Heidi war erst einige Monate in der Frauenklinik tätig, aber sie hatte durch ihre Umsicht dem vielbeschäftigten Arzt schon aus mancher Bedrängnis geholfen. Es ging einfach darum, dass sie nicht genügend Einzelzimmer hatten. Im Augenblick bestand auch keine Aussicht, dass in den nächsten Tagen eines verfügbar war, doch Dr. Leitner musste eine Patientin unterbringen, die man mit niemandem zusammenlegen konnte.
»Frau Bolkow ist schwer krank«, hatte Dr. Leitner erklärt. »Sie hat sich schon zwei Operationen unterziehen müssen und leidet unter schwersten Depressionen. Aber ich kann sie auch nicht abweisen. Ich bin Dr. Bolkow zu Dank verpflichtet, da er mir das angrenzende Grundstück zu einem sehr kulanten Preis überlassen hat, sodass wir nun an einen Erweiterungsbau denken können.«
Heidi hatte den Bettenplan vor sich liegen. »Frau Unger wird in vier Tagen entlassen. Frau Kuhn«, sie machte eine kleine Pause, »ja, vielleicht könnte man die beiden doch zusammenlegen. Frau Kuhn ist ja ein bisschen schwierig, aber man könnte mit ihr reden.«
»Sie will ihr Baby im Zimmer haben, Frau Unger bekommt viel Besuch«, wandte Oberschwester Dora ein. »Es ist einfach nichts zu machen. Ich habe auch schon alles überlegt.«
»Muss es sofort sein?«, fragte Heidi den Chefarzt.

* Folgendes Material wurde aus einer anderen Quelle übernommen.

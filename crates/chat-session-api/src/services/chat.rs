//! Per-turn conversation buffer
//!
//! A [`Chat`] owns the ordered messages used to build one completion
//! request. It is never shared between requests; persistence is the job of
//! [`History`](super::history::History).

use futures::stream::Stream;
use std::pin::Pin;
use std::sync::Arc;
use std::task::{Context, Poll};
use tracing::debug;

use crate::error::SessionResult;
use crate::models::Message;
use crate::services::completion::{CompletionProvider, FragmentStream};

pub struct Chat {
    provider: Arc<dyn CompletionProvider>,
    messages: Vec<Message>,
}

impl Chat {
    pub fn new(provider: Arc<dyn CompletionProvider>) -> Self {
        Self {
            provider,
            messages: Vec::new(),
        }
    }

    pub fn add(&mut self, message: Message) {
        self.messages.push(message);
    }

    /// Append a message given in `"role:content"` form.
    pub fn add_tagged(&mut self, encoded: &str) -> SessionResult<()> {
        self.add(Message::parse_tagged(encoded)?);
        Ok(())
    }

    pub fn messages(&self) -> &[Message] {
        &self.messages
    }

    pub fn len(&self) -> usize {
        self.messages.len()
    }

    pub fn is_empty(&self) -> bool {
        self.messages.is_empty()
    }

    /// Blocking completion: appends the assistant reply and returns its text.
    pub async fn complete(&mut self, model: &str) -> SessionResult<String> {
        let reply = self.provider.complete(&self.messages, model).await?;
        let text = reply.content.clone();
        self.messages.push(reply);
        Ok(text)
    }

    /// Streamed completion. The assistant reply is appended only once the
    /// returned stream has been drained to the end.
    pub async fn stream(&mut self, model: &str) -> SessionResult<ChatStream<'_>> {
        let inner = self.provider.stream(&self.messages, model).await?;
        Ok(ChatStream {
            inner,
            messages: &mut self.messages,
            accumulated: String::new(),
            state: StreamState::Streaming,
        })
    }
}

#[derive(Debug, Clone, Copy, PartialEq, Eq)]
pub enum StreamState {
    Streaming,
    /// Upstream signalled completion; the reply was appended to the buffer.
    Exhausted,
    /// An error item was produced; the buffer was left untouched.
    Failed,
}

/// Fragment stream bound to the buffer it will append to.
///
/// Dropping it before exhaustion abandons the turn: the upstream connection
/// is released and the buffer keeps its previous contents.
pub struct ChatStream<'a> {
    inner: FragmentStream,
    messages: &'a mut Vec<Message>,
    accumulated: String,
    state: StreamState,
}

impl ChatStream<'_> {
    pub fn state(&self) -> StreamState {
        self.state
    }

    /// Text received so far.
    pub fn text(&self) -> &str {
        &self.accumulated
    }
}

impl Drop for ChatStream<'_> {
    fn drop(&mut self) {
        // Abandoned: dropped while still streaming, nothing is appended.
        if self.state == StreamState::Streaming {
            debug!(
                "Stream abandoned after {} bytes; buffer left unchanged",
                self.accumulated.len()
            );
        }
    }
}

impl Stream for ChatStream<'_> {
    type Item = SessionResult<String>;

    fn poll_next(self: Pin<&mut Self>, cx: &mut Context<'_>) -> Poll<Option<Self::Item>> {
        let this = self.get_mut();
        if this.state != StreamState::Streaming {
            return Poll::Ready(None);
        }

        match this.inner.as_mut().poll_next(cx) {
            Poll::Pending => Poll::Pending,
            Poll::Ready(Some(Ok(fragment))) => {
                this.accumulated.push_str(&fragment);
                Poll::Ready(Some(Ok(fragment)))
            }
            Poll::Ready(Some(Err(e))) => {
                this.state = StreamState::Failed;
                Poll::Ready(Some(Err(e)))
            }
            Poll::Ready(None) => {
                this.state = StreamState::Exhausted;
                debug!("Stream exhausted after {} bytes", this.accumulated.len());
                this.messages
                    .push(Message::assistant(std::mem::take(&mut this.accumulated)));
                Poll::Ready(None)
            }
        }
    }
}


#[cfg(test)]
mod tests {
    use super::testing::*;
    use super::*;
    use crate::error::SessionError;
    use crate::models::Role;
    use futures::StreamExt;

    fn chat_with(provider: impl CompletionProvider + 'static) -> Chat {
        Chat::new(Arc::new(provider))
    }

    #[test]
    fn test_add_appends_last() {
        let mut chat = chat_with(ScriptedProvider::new("x"));
        let samples = [Message::system("s"), Message::user("u"), Message::assistant("a")];

        for msg in samples {
            chat.add(msg.clone());
            assert_eq!(chat.messages().last(), Some(&msg));
        }
        assert_eq!(chat.len(), 3);
    }

    #[test]
    fn test_add_tagged() {
        let mut chat = chat_with(ScriptedProvider::new("x"));
        chat.add_tagged("user:2+2?").unwrap();
        assert_eq!(chat.messages(), &[Message::user("2+2?")]);

        let err = chat.add_tagged("bot:hello").unwrap_err();
        assert_eq!(err, SessionError::InvalidRole("bot".into()));
        assert_eq!(chat.len(), 1);
    }

    #[tokio::test]
    async fn test_complete_appends_one_assistant_message() {
        let mut chat = chat_with(ScriptedProvider::new("4"));
        chat.add(Message::user("2+2?"));

        let text = chat.complete("m").await.unwrap();

        assert_eq!(text, "4");
        assert_eq!(chat.len(), 2);
        assert_eq!(chat.messages()[1], Message::assistant("4"));
    }

    #[tokio::test]
    async fn test_complete_failure_leaves_buffer() {
        let mut chat = chat_with(FailingProvider(SessionError::RateLimited { retry_after_ms: None }));
        chat.add(Message::user("hi"));

        let err = chat.complete("m").await.unwrap_err();
        assert!(matches!(err, SessionError::RateLimited { .. }));
        assert_eq!(chat.messages(), &[Message::user("hi")]);
    }

    #[tokio::test]
    async fn test_stream_equivalent_to_complete() {
        let reply = "The answer is 4, obviously.";
        let provider = Arc::new(ScriptedProvider::with_fragments(reply, 3));

        let mut blocking = Chat::new(provider.clone());
        blocking.add(Message::user("2+2?"));
        let expected = blocking.complete("m").await.unwrap();

        let mut streaming = Chat::new(provider.clone());
        streaming.add(Message::user("2+2?"));
        let fragments: Vec<String> = {
            let stream = streaming.stream("m").await.unwrap();
            stream.map(|f| f.unwrap()).collect().await
        };

        assert!(fragments.len() > 1);
        assert_eq!(fragments.concat(), expected);
        assert_eq!(streaming.messages(), blocking.messages());

        // Same request both ways
        let seen = provider.seen.lock();
        assert_eq!(seen[0], seen[1]);
    }

    #[tokio::test]
    async fn test_stream_appends_only_when_exhausted() {
        let mut chat = chat_with(ScriptedProvider::with_fragments("abcdef", 2));
        chat.add(Message::user("go"));

        let mut stream = chat.stream("m").await.unwrap();
        assert_eq!(stream.next().await.unwrap().unwrap(), "ab");
        assert_eq!(stream.text(), "ab");
        assert_eq!(stream.next().await.unwrap().unwrap(), "cd");
        assert_eq!(stream.next().await.unwrap().unwrap(), "ef");
        assert_eq!(stream.state(), StreamState::Streaming);
        assert!(stream.next().await.is_none());
        assert_eq!(stream.state(), StreamState::Exhausted);
        // Polling past the end is harmless
        assert!(stream.next().await.is_none());
        drop(stream);

        assert_eq!(chat.len(), 2);
        assert_eq!(chat.messages()[1], Message::assistant("abcdef"));
    }

    #[tokio::test]
    async fn test_abandoned_stream_leaves_buffer_unmodified() {
        let mut chat = chat_with(ScriptedProvider::with_fragments("abcdef", 2));
        chat.add(Message::user("go"));

        {
            let mut stream = chat.stream("m").await.unwrap();
            assert_eq!(stream.next().await.unwrap().unwrap(), "ab");
            // dropped here, before exhaustion
        }

        assert_eq!(chat.messages(), &[Message::user("go")]);
    }

    #[tokio::test]
    async fn test_failed_stream_leaves_buffer_unmodified() {
        let mut chat = chat_with(BrokenStreamProvider);
        chat.add(Message::user("go"));

        let items: Vec<SessionResult<String>> = {
            let stream = chat.stream("m").await.unwrap();
            stream.collect().await
        };

        assert_eq!(items.len(), 3);
        assert!(matches!(items[2], Err(SessionError::UpstreamTimeout(_))));
        assert_eq!(chat.len(), 1);
        assert_eq!(chat.messages()[0].role, Role::User);
    }
}
//! Key-value list store used for conversation history
//!
//! Every operation takes the deployment [`Namespace`] explicitly, so tenant
//! isolation in a shared keyspace is a parameter of each call rather than a
//! process-wide default.

mod memory;
mod redis_store;

pub use memory::{Clock, ManualClock, MemoryStore, SystemClock};
pub use redis_store::RedisStore;

use std::fmt;
use std::time::Duration;

use crate::error::{SessionError, SessionResult};

/// Non-empty key prefix for one deployment.
#[derive(Debug, Clone, PartialEq, Eq, Hash)]
pub struct Namespace(String);

impl Namespace {
    pub fn new(prefix: impl Into<String>) -> SessionResult<Self> {
        let prefix = prefix.into();
        if prefix.trim().is_empty() {
            return Err(SessionError::InvalidNamespace("namespace prefix must not be empty".into()));
        }
        if prefix.chars().any(char::is_whitespace) {
            return Err(SessionError::InvalidNamespace(format!(
                "namespace prefix must not contain whitespace: {:?}",
                prefix
            )));
        }
        Ok(Self(prefix))
    }

    pub fn as_str(&self) -> &str {
        &self.0
    }

    /// Full store key for `key` inside this namespace.
    pub fn key(&self, key: &str) -> String {
        format!("{}{}", self.0, key)
    }
}

impl fmt::Display for Namespace {
    fn fmt(&self, f: &mut fmt::Formatter<'_>) -> fmt::Result {
        f.write_str(&self.0)
    }
}

/// Whole seconds of a TTL, at least one. Key expiry has second
/// granularity and a zero TTL would drop the key on write.
pub(crate) fn ttl_seconds(ttl: Duration) -> u64 {
    ttl.as_secs().max(1)
}

/// The list operations history needs, plus a liveness probe.
///
/// Each call is a single store round-trip. Sequences of calls are not
/// atomic with respect to other clients.
#[cfg_attr(test, mockall::automock)]
#[async_trait::async_trait]
pub trait KeyValueStore: Send + Sync {
    /// Append `value` to the tail of the list at `key`, creating it if needed.
    async fn append(&self, namespace: &Namespace, key: &str, value: &str) -> SessionResult<()>;

    /// Whole list in insertion order; empty when the key is missing or expired.
    async fn read_list(&self, namespace: &Namespace, key: &str) -> SessionResult<Vec<String>>;

    /// (Re)set the time-to-live of `key`. No-op for a missing key.
    async fn expire(&self, namespace: &Namespace, key: &str, ttl: Duration) -> SessionResult<()>;

    /// Append and (re)set the time-to-live as one store operation, so a key
    /// never exists without an expiry.
    async fn append_with_ttl(
        &self,
        namespace: &Namespace,
        key: &str,
        value: &str,
        ttl: Duration,
    ) -> SessionResult<()>;

    async fn ping(&self) -> SessionResult<()>;
}

#[cfg(test)]
mod tests {
    use super::*;

    #[test]
    fn test_namespace_key() {
        let ns = Namespace::new("tenant-a:").unwrap();
        assert_eq!(ns.key("history:abc"), "tenant-a:history:abc");
        assert_eq!(ns.to_string(), "tenant-a:");
    }

    #[test]
    fn test_namespace_rejects_blank() {
        assert!(matches!(Namespace::new(""), Err(SessionError::InvalidNamespace(_))));
        assert!(matches!(Namespace::new("   "), Err(SessionError::InvalidNamespace(_))));
        assert!(matches!(Namespace::new("a b:"), Err(SessionError::InvalidNamespace(_))));
    }

    #[test]
    fn test_ttl_seconds_clamps_to_one() {
        assert_eq!(ttl_seconds(Duration::ZERO), 1);
        assert_eq!(ttl_seconds(Duration::from_millis(1500)), 1);
        assert_eq!(ttl_seconds(Duration::from_secs(86_400)), 86_400);
    }
}
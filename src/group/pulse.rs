use alloc::string::String;
use alloc::vec::Vec;

use crate::arena::ElementHandle;
use crate::element::{Fanout, Key, TriggerState, Triggerable};
use crate::error::ConfigError;
use crate::group::{Chase, ChaseConfig, ChaseStep, Continuation};
use crate::show::FrameContext;
use crate::tween::Tween;

/// Shape of a pulse on either side of its centre
#[derive(Debug, Clone, Copy, PartialEq)]
pub struct PulseConfig {
    pub left_width: u32,
    pub left_shape: Tween,
    pub right_width: u32,
    pub right_shape: Tween,
}

impl Default for PulseConfig {
    fn default() -> Self {
        Self {
            left_width: 3,
            left_shape: Tween::Linear,
            right_width: 3,
            right_shape: Tween::Linear,
        }
    }
}

/// Intensity kernel around a fractional centre position
///
/// The centre cell is the brightest; each side falls off over its width
/// along its own curve and ends in a zero cell so trailing cells go dark.
#[derive(Debug, Clone, PartialEq)]
pub struct Pulse {
    config: PulseConfig,
    nodes: Vec<f64>,
    node_start: i64,
}

impl Pulse {
    pub const fn new(config: PulseConfig) -> Self {
        Self {
            config,
            nodes: Vec::new(),
            node_start: 0,
        }
    }

    pub const fn config(&self) -> &PulseConfig {
        &self.config
    }

    /// Kernel values, leftmost first
    pub fn nodes(&self) -> &[f64] {
        &self.nodes
    }

    /// Cell index of the first kernel value
    pub const fn node_start(&self) -> i64 {
        self.node_start
    }

    /// Value of the kernel at `cell`, if the cell is covered
    pub fn node_at(&self, cell: i64) -> Option<f64> {
        let offset = usize::try_from(cell - self.node_start).ok()?;
        self.nodes.get(offset).copied()
    }

    #[allow(clippy::cast_possible_truncation)]
    pub fn set_current_nodes(&mut self, center: f64) {
        let left_of_center = libm::floor(center);
        let offset = center - left_of_center;
        let left_width = self.config.left_width;
        let right_width = self.config.right_width;
        let mut far_left = left_of_center as i64 - i64::from(left_width);

        self.nodes.clear();
        let left_span = f64::from(left_width) + 1.0;
        for n in 0..=left_width {
            self.nodes.push(
                self.config
                    .left_shape
                    .apply(f64::from(n) + offset, 1.0, -1.0, left_span),
            );
        }
        if far_left >= 1 {
            self.nodes.push(0.0);
            far_left -= 1;
        }
        self.nodes.reverse();

        let right_span = f64::from(right_width) + 1.0;
        for n in 1..=right_width {
            let distance = (f64::from(n) - offset).max(0.0);
            self.nodes
                .push(self.config.right_shape.apply(distance, 1.0, -1.0, right_span));
        }
        self.nodes.push(0.0);
        self.node_start = far_left;
    }

    /// Every cell is first released; covered cells are then re-triggered
    /// at their kernel value
    pub fn render(&mut self, center: f64, len: usize, triggers: &mut Vec<(usize, f64)>) {
        self.set_current_nodes(center);
        for cell in 0..len {
            triggers.push((cell, 0.0));
            let value = i64::try_from(cell).ok().and_then(|cell| self.node_at(cell));
            if let Some(value) = value {
                triggers.push((cell, value.clamp(0.0, 1.0)));
            }
        }
    }
}

impl Default for Pulse {
    fn default() -> Self {
        Self::new(PulseConfig::default())
    }
}

/// A chase that renders an antialiased pulse, bouncing by default
#[derive(Debug, Clone)]
pub struct PulseChase {
    chase: Chase,
    pulse: Pulse,
}

impl PulseChase {
    pub fn new(
        name: impl Into<String>,
        config: ChaseConfig,
        pulse: PulseConfig,
    ) -> Result<Self, ConfigError> {
        let mut chase = Chase::new(name, config)?;
        chase.set_continuation(Continuation::Pong);
        Ok(Self {
            chase,
            pulse: Pulse::new(pulse),
        })
    }

    #[must_use]
    pub fn with_elements(mut self, elements: impl IntoIterator<Item = ElementHandle>) -> Self {
        self.chase = self.chase.with_elements(elements);
        self
    }

    pub fn chase(&self) -> &Chase {
        &self.chase
    }

    pub fn chase_mut(&mut self) -> &mut Chase {
        &mut self.chase
    }

    pub fn pulse(&self) -> &Pulse {
        &self.pulse
    }

    pub fn step(&mut self, frame: &FrameContext) -> ChaseStep {
        self.chase.step(frame, Some(&mut self.pulse))
    }
}

impl Triggerable for PulseChase {
    fn name(&self) -> &str {
        self.chase.name()
    }

    fn trigger(&mut self, intensity: f64, key: Option<Key>) -> Fanout {
        Triggerable::trigger(&mut self.chase, intensity, key)
    }

    fn trigger_state(&self) -> TriggerState {
        self.chase.trigger_state()
    }

    fn set_bell_mode(&mut self, bell_mode: bool) {
        self.chase.set_bell_mode(bell_mode);
    }
}
#![no_std]

extern crate alloc;
#[cfg(feature = "std")]
extern crate std;

pub mod arena;
pub mod bounds;
pub mod color;
pub mod effect;
pub mod element;
pub mod envelope;
pub mod error;
pub mod frame_scheduler;
pub mod group;
pub mod intent_processor;
pub mod network;
pub mod show;
pub mod spawner;
pub mod time;
pub mod tween;

pub use arena::{Arena, ElementHandle, Node};
pub use bounds::ChaseBounds;
pub use effect::{
    BlinkEffect, ColorShiftEffect, Effect, EffectId, EffectSlot, PulserEffect, TwinkleConfig,
    TwinkleEffect,
};
pub use element::{
    Attributes, ChannelMap, Fanout, Key, LightElement, Role, TriggerState, Triggerable,
};
pub use envelope::{
    AdsrConfig, AdsrEnvelope, AdsrStage, Envelope, EnvelopeProfile, EnvelopeSegment, GateState,
    Segment, StaticSegment, TriggeredEnvelope,
};
pub use error::{AttributeError, ConfigError, JumpTimeNotFound, OutputError};
pub use frame_scheduler::{FrameResult, FrameScheduler};
pub use group::{
    Chase, ChaseConfig, Continuation, Group, OffMode, Pulse, PulseChase, PulseConfig, SpeedMode,
};
pub use intent_processor::{
    Intent, IntentChannel, IntentProcessor, IntentReceiver, IntentSender, Target, submit,
};
pub use network::{Network, NetworkId, NullDriver};
pub use show::{FrameContext, Show, ShowConfig};
pub use spawner::Spawner;
#[cfg(feature = "std")]
pub use time::SystemClock;
pub use time::TimeSource;
pub use tween::Tween;

pub use color::{Hsv, Rgb};
pub use embassy_time::{Duration, Instant};

/// Abstract channel transport
///
/// Implement this trait for each output (DMX interface, network protocol,
/// preview). A network hands its whole channel buffer to the driver once
/// per frame.
pub trait OutputDriver {
    /// Send one frame of channel bytes, channel 1 first
    fn write(&mut self, data: &[u8]) -> Result<(), OutputError>;
}
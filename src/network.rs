//! Channel buffers and their transports
//!
//! A network owns one flat byte buffer (DMX-style, channel 1 at index 0)
//! and the handles of the lights that write into it.

use alloc::boxed::Box;
use alloc::string::String;
use alloc::vec::Vec;

use crate::OutputDriver;
use crate::arena::{Arena, ElementHandle, Node};
use crate::error::OutputError;

/// Index of a network within its show
#[derive(Debug, Clone, Copy, PartialEq, Eq, PartialOrd, Ord, Hash)]
pub struct NetworkId(pub(crate) usize);

impl NetworkId {
    pub const fn index(self) -> usize {
        self.0
    }
}

/// Driver that accepts and discards every frame
#[derive(Debug, Clone, Copy, Default)]
pub struct NullDriver;

impl OutputDriver for NullDriver {
    fn write(&mut self, _data: &[u8]) -> Result<(), OutputError> {
        Ok(())
    }
}

pub struct Network {
    name: String,
    data: Vec<u8>,
    elements: Vec<ElementHandle>,
    driver: Box<dyn OutputDriver>,
}

impl Network {
    pub fn new(name: impl Into<String>, driver: impl OutputDriver + 'static) -> Self {
        Self {
            name: name.into(),
            data: Vec::new(),
            elements: Vec::new(),
            driver: Box::new(driver),
        }
    }

    pub fn name(&self) -> &str {
        &self.name
    }

    /// Lights writing into this network, in registration order
    pub fn elements(&self) -> &[ElementHandle] {
        &self.elements
    }

    /// Add a light; adding it twice is a no-op
    pub fn add_element(&mut self, element: ElementHandle) {
        if !self.elements.contains(&element) {
            self.elements.push(element);
        }
    }

    pub fn remove_element(&mut self, element: ElementHandle) {
        self.elements.retain(|handle| *handle != element);
    }

    /// Rebuild the buffer from the current light attributes
    ///
    /// Every light writes its channel bytes; where two lights share a
    /// channel the higher byte wins. Handles that no longer resolve are
    /// skipped.
    pub fn update_data(&mut self, arena: &Arena) {
        let lights = self.elements.iter().filter_map(|handle| match arena.get(*handle) {
            Some(Node::Light(light)) => Some(light),
            _ => None,
        });
        let size = lights
            .clone()
            .map(|light| usize::from(light.channels().max_channel()))
            .max()
            .unwrap_or(0);

        self.data.clear();
        self.data.resize(size, 0);
        for light in lights {
            light.write_channels(&mut self.data);
        }
    }

    /// Hand the current buffer to the driver
    pub fn send_data(&mut self) -> Result<(), OutputError> {
        self.driver.write(&self.data)
    }

    /// Last buffer built by [`Network::update_data`]
    pub fn data(&self) -> &[u8] {
        &self.data
    }
}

»Ja, sie ist in einem sehr schlechten Zustand.«
»Dann müssen wir eben das Problemzimmer herrichten«, schlug Heidi vor. »Zurzeit haben wir ja keine Problembabys.«
»Und wenn wir das machen, können wir nur beten, dass wir die nächsten Tage keines bekommen«, sagte Schwester Dora.
Momentan schien Heidi geistesabwesend. Ihr Blick wanderte zum Fenster hinaus. Ihr klares Gesicht war überschattet. Aber sie nahm sich zusammen. Sie wollte jetzt nicht wieder Erinnerungen wach werden lassen.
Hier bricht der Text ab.